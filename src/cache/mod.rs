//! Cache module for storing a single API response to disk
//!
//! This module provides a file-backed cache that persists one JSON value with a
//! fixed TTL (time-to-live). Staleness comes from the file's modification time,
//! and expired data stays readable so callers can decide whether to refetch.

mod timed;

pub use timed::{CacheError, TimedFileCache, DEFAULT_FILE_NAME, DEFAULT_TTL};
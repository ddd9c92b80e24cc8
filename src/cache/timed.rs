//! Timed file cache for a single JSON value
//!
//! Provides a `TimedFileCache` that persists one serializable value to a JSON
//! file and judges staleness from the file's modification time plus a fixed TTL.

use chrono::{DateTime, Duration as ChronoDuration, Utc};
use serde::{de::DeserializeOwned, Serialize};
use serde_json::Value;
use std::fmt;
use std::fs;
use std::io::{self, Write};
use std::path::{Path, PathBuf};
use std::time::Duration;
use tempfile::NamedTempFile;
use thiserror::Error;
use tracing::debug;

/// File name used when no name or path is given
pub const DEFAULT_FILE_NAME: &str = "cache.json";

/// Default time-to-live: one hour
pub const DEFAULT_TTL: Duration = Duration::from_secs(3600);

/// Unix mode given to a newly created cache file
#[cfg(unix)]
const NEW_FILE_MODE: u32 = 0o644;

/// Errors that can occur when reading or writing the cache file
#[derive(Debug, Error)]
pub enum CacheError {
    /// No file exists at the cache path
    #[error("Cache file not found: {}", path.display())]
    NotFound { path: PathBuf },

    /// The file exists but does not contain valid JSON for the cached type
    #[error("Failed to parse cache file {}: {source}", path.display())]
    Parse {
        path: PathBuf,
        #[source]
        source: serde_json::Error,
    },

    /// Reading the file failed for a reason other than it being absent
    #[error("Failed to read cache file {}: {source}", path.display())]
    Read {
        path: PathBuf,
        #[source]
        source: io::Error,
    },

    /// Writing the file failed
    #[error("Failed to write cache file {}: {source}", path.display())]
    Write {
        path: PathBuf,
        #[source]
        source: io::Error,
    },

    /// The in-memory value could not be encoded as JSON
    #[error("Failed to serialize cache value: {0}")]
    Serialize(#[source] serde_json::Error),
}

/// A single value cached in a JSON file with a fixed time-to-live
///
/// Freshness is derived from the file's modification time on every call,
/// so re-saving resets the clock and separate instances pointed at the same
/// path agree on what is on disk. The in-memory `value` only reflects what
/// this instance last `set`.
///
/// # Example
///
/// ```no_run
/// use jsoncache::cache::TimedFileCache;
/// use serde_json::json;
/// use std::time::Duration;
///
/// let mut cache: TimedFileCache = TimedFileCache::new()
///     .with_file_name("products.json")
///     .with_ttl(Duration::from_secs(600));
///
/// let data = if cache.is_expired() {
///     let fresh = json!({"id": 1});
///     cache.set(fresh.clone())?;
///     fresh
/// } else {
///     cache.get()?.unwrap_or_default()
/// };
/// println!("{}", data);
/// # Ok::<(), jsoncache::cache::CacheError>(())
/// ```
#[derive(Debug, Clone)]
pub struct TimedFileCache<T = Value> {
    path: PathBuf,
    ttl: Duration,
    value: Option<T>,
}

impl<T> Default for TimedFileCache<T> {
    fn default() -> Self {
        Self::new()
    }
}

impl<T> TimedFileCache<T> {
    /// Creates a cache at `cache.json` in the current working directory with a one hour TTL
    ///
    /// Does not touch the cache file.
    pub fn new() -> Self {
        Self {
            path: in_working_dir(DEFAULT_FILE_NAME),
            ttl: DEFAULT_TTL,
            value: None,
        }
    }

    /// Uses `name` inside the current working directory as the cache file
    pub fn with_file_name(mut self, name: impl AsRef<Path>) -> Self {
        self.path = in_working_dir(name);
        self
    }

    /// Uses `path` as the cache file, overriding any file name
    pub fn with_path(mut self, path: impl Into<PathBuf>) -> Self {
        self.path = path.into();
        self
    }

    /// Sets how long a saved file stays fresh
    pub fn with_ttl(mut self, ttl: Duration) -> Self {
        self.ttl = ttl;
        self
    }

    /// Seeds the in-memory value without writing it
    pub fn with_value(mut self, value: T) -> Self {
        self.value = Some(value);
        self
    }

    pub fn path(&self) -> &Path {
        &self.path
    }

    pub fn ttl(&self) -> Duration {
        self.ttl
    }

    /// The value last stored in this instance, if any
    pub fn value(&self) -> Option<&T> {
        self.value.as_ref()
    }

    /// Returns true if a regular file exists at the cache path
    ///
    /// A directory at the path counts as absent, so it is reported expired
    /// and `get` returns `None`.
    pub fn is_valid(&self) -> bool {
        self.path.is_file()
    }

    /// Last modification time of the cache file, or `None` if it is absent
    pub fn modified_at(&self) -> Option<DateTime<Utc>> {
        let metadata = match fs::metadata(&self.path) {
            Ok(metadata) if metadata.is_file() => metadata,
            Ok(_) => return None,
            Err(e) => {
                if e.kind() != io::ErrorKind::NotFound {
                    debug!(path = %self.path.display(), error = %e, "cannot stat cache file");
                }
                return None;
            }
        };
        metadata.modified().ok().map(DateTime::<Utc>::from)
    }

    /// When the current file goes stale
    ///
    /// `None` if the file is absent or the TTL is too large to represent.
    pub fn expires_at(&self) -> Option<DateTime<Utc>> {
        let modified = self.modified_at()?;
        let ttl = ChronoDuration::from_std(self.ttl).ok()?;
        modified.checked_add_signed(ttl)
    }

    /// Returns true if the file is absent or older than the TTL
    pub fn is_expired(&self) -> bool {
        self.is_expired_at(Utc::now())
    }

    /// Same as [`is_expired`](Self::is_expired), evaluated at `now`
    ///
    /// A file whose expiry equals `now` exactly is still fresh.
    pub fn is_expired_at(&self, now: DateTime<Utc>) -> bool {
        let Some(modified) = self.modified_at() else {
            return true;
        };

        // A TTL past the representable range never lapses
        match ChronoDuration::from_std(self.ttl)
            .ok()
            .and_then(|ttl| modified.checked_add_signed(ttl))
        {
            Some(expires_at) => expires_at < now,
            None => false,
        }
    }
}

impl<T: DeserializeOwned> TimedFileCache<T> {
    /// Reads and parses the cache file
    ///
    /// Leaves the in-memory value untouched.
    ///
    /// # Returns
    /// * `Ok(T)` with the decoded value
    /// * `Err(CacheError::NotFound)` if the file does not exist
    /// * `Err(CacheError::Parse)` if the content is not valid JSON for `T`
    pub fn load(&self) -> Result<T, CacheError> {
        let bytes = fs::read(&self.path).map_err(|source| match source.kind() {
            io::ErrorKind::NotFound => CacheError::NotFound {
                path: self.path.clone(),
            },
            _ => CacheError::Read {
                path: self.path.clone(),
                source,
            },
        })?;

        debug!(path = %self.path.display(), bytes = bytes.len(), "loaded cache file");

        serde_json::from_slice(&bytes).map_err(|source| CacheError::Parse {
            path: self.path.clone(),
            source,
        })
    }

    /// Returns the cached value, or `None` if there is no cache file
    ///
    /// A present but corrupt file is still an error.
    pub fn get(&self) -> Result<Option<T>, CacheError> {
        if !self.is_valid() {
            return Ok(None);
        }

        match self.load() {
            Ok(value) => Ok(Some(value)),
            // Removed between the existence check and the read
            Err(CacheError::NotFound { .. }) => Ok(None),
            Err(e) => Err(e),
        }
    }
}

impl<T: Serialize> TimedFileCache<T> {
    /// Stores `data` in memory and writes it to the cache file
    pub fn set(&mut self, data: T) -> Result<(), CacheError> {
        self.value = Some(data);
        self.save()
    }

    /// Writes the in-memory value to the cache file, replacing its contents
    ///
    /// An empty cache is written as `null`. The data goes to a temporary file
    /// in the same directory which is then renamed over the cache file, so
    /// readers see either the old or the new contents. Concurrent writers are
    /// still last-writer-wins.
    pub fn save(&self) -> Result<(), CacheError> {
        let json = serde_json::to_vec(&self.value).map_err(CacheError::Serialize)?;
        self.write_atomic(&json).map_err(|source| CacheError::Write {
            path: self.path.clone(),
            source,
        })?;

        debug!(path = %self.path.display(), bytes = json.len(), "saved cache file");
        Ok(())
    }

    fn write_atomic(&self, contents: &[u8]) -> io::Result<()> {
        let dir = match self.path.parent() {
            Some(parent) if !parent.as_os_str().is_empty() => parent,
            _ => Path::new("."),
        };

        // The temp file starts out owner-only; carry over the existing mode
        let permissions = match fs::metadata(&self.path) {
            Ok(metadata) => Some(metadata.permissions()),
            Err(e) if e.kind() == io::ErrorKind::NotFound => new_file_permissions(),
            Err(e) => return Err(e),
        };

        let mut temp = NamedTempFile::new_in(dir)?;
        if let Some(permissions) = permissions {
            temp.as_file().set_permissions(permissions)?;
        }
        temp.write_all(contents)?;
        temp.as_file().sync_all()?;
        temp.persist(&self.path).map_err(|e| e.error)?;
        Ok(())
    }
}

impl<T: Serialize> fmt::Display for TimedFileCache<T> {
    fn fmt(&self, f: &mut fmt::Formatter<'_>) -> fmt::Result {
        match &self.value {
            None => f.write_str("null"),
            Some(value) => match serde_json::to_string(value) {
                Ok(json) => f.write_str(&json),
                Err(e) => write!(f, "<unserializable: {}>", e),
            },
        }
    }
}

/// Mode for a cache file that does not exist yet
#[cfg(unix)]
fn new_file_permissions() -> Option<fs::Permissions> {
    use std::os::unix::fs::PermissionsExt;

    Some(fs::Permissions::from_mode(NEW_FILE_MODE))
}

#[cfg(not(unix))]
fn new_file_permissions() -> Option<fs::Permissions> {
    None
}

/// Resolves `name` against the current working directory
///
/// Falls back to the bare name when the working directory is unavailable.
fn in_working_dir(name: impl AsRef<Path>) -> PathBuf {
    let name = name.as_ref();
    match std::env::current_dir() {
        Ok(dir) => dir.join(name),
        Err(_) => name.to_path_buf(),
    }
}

● ● ● ● ● ● ●

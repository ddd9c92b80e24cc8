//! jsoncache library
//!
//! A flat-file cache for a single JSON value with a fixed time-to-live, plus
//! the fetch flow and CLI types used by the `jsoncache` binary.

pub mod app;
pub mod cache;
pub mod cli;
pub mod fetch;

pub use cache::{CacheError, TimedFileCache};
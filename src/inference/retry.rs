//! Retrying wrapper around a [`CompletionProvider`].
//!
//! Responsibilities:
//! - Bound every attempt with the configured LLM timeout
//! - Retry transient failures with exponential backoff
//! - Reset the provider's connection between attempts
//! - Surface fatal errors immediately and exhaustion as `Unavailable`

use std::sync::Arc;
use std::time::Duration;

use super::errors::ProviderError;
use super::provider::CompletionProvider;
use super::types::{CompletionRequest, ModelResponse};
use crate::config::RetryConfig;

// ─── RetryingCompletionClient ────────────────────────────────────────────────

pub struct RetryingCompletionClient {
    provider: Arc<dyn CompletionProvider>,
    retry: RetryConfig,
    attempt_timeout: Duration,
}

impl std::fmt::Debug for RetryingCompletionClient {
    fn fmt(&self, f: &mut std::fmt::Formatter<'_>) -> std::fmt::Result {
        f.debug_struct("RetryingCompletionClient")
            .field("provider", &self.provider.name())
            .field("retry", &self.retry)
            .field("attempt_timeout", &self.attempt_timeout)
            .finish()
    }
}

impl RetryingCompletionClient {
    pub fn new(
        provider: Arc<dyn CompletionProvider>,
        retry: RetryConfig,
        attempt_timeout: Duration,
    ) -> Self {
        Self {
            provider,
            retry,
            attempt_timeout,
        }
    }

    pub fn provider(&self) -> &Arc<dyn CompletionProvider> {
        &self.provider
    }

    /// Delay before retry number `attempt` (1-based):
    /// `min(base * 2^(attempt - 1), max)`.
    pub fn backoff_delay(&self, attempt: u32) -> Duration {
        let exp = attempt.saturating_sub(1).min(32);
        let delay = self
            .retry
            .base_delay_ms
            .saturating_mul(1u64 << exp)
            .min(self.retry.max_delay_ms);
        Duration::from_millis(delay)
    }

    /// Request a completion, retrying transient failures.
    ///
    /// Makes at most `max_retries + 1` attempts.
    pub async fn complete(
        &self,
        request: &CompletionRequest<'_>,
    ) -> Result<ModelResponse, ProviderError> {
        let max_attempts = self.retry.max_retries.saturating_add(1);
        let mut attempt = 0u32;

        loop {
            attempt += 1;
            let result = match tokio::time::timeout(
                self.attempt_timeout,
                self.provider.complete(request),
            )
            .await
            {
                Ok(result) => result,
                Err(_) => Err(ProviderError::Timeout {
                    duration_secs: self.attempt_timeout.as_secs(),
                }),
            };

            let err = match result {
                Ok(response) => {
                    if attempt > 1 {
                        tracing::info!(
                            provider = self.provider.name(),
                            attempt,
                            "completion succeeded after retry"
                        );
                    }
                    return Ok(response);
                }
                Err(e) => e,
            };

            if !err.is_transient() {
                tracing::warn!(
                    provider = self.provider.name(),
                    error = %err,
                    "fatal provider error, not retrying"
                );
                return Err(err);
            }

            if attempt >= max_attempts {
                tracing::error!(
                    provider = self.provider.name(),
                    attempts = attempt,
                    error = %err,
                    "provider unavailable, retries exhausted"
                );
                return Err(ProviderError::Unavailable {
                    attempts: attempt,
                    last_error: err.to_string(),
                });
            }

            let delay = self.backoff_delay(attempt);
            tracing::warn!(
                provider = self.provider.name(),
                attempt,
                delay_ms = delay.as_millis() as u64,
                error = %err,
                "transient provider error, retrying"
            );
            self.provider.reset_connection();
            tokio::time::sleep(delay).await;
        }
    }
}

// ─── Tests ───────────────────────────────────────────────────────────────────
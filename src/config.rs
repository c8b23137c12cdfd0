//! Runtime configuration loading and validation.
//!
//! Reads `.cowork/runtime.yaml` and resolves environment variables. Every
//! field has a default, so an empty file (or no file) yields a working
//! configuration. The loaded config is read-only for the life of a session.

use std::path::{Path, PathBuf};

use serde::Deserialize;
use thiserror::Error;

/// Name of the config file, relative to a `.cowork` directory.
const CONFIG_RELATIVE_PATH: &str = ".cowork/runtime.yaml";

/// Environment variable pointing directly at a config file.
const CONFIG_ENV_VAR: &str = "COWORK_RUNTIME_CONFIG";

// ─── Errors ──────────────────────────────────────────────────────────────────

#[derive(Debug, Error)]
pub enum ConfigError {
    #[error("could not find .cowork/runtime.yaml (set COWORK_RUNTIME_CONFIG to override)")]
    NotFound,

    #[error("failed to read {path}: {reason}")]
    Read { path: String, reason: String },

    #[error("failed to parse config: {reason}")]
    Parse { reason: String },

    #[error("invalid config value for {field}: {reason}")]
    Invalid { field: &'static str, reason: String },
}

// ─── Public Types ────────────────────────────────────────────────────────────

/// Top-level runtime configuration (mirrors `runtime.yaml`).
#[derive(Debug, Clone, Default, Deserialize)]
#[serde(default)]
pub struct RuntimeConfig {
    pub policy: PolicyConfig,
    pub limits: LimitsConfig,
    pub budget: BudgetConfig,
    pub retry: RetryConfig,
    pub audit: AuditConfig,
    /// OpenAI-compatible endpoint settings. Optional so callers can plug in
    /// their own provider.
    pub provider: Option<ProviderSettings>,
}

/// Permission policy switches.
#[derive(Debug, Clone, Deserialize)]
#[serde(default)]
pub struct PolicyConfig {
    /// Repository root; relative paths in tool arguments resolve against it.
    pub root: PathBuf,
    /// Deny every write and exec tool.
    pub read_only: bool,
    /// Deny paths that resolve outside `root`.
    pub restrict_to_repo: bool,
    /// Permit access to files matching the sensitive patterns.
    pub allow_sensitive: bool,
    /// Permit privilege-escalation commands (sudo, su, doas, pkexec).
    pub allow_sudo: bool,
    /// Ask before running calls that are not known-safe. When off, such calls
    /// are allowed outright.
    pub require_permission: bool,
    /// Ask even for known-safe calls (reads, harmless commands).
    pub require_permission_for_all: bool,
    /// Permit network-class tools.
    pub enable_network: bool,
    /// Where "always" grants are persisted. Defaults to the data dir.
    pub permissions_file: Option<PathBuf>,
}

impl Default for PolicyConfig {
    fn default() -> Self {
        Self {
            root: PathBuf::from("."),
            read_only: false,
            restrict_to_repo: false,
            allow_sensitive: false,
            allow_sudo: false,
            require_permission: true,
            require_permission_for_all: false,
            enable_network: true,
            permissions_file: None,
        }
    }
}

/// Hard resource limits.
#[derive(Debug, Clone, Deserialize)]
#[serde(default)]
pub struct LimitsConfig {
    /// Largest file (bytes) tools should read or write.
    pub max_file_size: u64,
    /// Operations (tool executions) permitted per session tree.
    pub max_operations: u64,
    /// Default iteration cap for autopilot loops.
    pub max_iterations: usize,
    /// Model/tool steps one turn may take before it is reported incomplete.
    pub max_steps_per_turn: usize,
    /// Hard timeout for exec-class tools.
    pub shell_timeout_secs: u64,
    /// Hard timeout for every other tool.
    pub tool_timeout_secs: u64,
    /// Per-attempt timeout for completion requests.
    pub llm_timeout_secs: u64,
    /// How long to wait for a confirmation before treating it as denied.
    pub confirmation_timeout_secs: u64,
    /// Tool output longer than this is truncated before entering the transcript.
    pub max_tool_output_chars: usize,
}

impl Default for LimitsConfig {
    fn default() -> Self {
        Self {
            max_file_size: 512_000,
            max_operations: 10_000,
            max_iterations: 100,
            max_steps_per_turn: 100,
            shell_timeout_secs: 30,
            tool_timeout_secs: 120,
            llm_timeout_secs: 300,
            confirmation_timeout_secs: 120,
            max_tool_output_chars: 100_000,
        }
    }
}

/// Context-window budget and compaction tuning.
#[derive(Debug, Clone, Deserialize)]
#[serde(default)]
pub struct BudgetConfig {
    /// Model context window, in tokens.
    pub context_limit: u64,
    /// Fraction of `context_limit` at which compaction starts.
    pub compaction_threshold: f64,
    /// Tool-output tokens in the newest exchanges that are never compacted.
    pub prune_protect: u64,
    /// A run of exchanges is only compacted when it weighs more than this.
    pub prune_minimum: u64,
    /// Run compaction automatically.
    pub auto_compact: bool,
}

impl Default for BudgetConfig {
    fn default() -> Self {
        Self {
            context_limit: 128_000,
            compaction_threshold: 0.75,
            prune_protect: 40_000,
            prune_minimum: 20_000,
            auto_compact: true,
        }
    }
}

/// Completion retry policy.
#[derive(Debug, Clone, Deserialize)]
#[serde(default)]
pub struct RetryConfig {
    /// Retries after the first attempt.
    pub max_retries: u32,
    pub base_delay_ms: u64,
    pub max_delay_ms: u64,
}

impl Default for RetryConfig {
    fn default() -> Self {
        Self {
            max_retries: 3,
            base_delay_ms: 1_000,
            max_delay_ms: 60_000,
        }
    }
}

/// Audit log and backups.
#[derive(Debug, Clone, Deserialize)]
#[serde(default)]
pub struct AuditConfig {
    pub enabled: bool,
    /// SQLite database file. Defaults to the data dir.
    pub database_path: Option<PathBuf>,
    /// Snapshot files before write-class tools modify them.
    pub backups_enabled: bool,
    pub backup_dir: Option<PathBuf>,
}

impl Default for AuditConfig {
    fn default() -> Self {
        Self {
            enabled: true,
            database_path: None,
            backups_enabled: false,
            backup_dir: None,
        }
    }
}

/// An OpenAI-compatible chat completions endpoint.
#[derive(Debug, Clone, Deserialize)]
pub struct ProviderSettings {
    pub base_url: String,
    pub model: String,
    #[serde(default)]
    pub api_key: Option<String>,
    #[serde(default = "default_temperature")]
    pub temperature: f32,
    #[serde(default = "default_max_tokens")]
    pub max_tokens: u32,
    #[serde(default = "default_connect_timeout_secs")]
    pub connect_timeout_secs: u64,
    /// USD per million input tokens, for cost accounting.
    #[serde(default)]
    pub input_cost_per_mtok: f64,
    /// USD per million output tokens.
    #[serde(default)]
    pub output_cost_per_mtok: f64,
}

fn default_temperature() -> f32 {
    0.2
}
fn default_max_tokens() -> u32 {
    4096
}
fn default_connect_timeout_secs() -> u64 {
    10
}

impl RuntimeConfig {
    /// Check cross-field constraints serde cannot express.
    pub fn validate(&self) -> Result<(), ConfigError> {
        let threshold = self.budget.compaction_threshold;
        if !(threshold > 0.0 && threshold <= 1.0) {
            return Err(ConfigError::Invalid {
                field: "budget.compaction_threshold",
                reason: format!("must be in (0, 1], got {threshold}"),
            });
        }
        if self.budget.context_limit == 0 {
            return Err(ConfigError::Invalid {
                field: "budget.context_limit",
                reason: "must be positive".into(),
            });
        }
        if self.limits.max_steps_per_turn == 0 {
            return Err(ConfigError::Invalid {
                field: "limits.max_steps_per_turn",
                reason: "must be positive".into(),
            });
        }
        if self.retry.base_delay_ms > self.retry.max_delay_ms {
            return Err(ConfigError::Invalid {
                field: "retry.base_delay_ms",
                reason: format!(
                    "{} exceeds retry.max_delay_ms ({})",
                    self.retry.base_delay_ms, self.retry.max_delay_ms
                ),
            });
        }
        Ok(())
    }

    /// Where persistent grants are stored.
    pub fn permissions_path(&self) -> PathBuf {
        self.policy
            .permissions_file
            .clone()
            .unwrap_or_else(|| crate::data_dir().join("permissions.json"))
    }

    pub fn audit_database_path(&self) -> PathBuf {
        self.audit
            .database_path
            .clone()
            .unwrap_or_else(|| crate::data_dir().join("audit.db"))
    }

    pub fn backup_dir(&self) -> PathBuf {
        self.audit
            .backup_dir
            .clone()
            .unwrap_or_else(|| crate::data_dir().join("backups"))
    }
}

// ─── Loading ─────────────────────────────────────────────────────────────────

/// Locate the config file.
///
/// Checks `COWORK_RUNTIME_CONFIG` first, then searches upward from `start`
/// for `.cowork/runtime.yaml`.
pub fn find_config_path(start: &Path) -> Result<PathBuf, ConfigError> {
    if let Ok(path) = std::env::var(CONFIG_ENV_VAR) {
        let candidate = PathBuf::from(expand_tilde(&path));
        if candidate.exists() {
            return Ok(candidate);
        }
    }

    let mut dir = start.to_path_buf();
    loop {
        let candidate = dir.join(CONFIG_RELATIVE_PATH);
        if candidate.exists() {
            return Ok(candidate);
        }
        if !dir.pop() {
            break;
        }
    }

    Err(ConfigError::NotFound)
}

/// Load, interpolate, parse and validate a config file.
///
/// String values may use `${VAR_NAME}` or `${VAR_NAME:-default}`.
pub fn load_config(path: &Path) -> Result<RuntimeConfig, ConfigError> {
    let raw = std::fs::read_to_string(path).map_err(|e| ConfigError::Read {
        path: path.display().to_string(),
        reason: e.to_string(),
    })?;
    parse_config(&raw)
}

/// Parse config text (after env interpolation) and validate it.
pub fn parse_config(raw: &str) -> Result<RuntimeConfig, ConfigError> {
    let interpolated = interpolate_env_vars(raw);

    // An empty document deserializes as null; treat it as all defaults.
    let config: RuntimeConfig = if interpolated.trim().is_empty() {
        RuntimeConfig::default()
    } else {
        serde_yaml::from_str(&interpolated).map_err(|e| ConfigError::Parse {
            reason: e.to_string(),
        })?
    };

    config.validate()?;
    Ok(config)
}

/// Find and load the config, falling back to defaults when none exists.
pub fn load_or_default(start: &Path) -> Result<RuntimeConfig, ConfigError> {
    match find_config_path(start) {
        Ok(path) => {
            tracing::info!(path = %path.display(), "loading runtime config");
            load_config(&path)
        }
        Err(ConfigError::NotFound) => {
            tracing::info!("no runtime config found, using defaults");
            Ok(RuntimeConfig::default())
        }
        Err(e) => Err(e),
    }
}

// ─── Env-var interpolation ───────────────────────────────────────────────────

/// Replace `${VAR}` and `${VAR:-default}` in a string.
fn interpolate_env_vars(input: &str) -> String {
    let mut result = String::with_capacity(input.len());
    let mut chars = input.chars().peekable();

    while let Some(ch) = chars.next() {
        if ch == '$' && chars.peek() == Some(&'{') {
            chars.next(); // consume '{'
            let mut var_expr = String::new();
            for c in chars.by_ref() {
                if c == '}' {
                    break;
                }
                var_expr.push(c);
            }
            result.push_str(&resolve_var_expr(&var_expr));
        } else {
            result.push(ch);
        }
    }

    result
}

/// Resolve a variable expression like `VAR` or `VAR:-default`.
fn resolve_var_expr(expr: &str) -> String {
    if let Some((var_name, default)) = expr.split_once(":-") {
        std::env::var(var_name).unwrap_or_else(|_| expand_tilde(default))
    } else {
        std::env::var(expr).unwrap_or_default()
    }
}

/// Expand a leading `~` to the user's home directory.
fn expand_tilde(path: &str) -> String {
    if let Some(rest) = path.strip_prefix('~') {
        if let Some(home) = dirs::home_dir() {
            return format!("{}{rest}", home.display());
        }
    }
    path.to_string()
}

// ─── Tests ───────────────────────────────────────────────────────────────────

● ● ● ● ● ● ●

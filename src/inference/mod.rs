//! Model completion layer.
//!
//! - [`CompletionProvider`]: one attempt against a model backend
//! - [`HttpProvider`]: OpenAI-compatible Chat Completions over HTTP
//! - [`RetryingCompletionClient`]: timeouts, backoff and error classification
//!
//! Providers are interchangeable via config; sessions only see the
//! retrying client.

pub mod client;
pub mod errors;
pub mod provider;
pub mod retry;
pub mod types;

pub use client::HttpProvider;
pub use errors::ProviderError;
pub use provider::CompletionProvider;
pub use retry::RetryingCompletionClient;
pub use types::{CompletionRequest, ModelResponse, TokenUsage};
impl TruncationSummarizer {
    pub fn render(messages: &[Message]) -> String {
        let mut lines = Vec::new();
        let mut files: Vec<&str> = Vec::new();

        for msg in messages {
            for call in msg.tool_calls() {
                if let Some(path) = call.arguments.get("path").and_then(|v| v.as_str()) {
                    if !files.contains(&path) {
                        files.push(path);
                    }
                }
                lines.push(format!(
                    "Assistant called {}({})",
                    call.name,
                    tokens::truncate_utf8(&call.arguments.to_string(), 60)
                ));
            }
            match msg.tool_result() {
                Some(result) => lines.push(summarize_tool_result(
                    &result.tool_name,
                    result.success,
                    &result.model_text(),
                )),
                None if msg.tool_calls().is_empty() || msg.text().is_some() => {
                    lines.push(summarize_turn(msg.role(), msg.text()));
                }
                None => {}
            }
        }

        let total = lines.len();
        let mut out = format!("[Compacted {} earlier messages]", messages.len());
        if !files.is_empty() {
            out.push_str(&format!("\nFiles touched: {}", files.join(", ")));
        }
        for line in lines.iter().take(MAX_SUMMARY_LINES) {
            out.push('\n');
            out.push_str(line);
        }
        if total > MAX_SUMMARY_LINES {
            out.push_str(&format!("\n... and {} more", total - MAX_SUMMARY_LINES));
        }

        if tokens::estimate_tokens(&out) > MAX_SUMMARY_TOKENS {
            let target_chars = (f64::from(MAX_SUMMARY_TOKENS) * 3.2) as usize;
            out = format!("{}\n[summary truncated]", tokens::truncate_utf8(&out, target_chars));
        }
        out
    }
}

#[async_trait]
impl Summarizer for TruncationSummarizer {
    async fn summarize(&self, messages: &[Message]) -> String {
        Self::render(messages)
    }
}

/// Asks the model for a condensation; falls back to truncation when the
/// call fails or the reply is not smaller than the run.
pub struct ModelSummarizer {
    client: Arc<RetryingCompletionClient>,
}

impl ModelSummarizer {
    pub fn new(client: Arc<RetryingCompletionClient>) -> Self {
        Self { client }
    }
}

● ● ● ● ● ● ●

Output the lines above between the one holding "filename src/cache/mod.rs" and the one holding "path is given", inclusive, with nothing before or after them.

filename src/cache/mod.rs
//! Cache module for storing a single API response to disk
//!
//! This module provides a file-backed cache that persists one JSON value with a
//! fixed TTL (time-to-live). Staleness comes from the file's modification time,
//! and expired data stays readable so callers can decide whether to refetch.

mod timed;

pub use timed::{CacheError, TimedFileCache, DEFAULT_FILE_NAME, DEFAULT_TTL};
repository ddd9c92b80e24cc8
filename src/cache/timed.rs
//! Timed file cache for a single JSON value
//!
//! Provides a `TimedFileCache` that persists one serializable value to a JSON
//! file and judges staleness from the file's modification time plus a fixed TTL.

use chrono::{DateTime, Duration as ChronoDuration, Utc};
use serde::{de::DeserializeOwned, Serialize};
use serde_json::Value;
use std::fmt;
use std::fs;
use std::io::{self, Write};
use std::path::{Path, PathBuf};
use std::time::Duration;
use tempfile::NamedTempFile;
use thiserror::Error;
use tracing::debug;

/// File name used when no name or path is given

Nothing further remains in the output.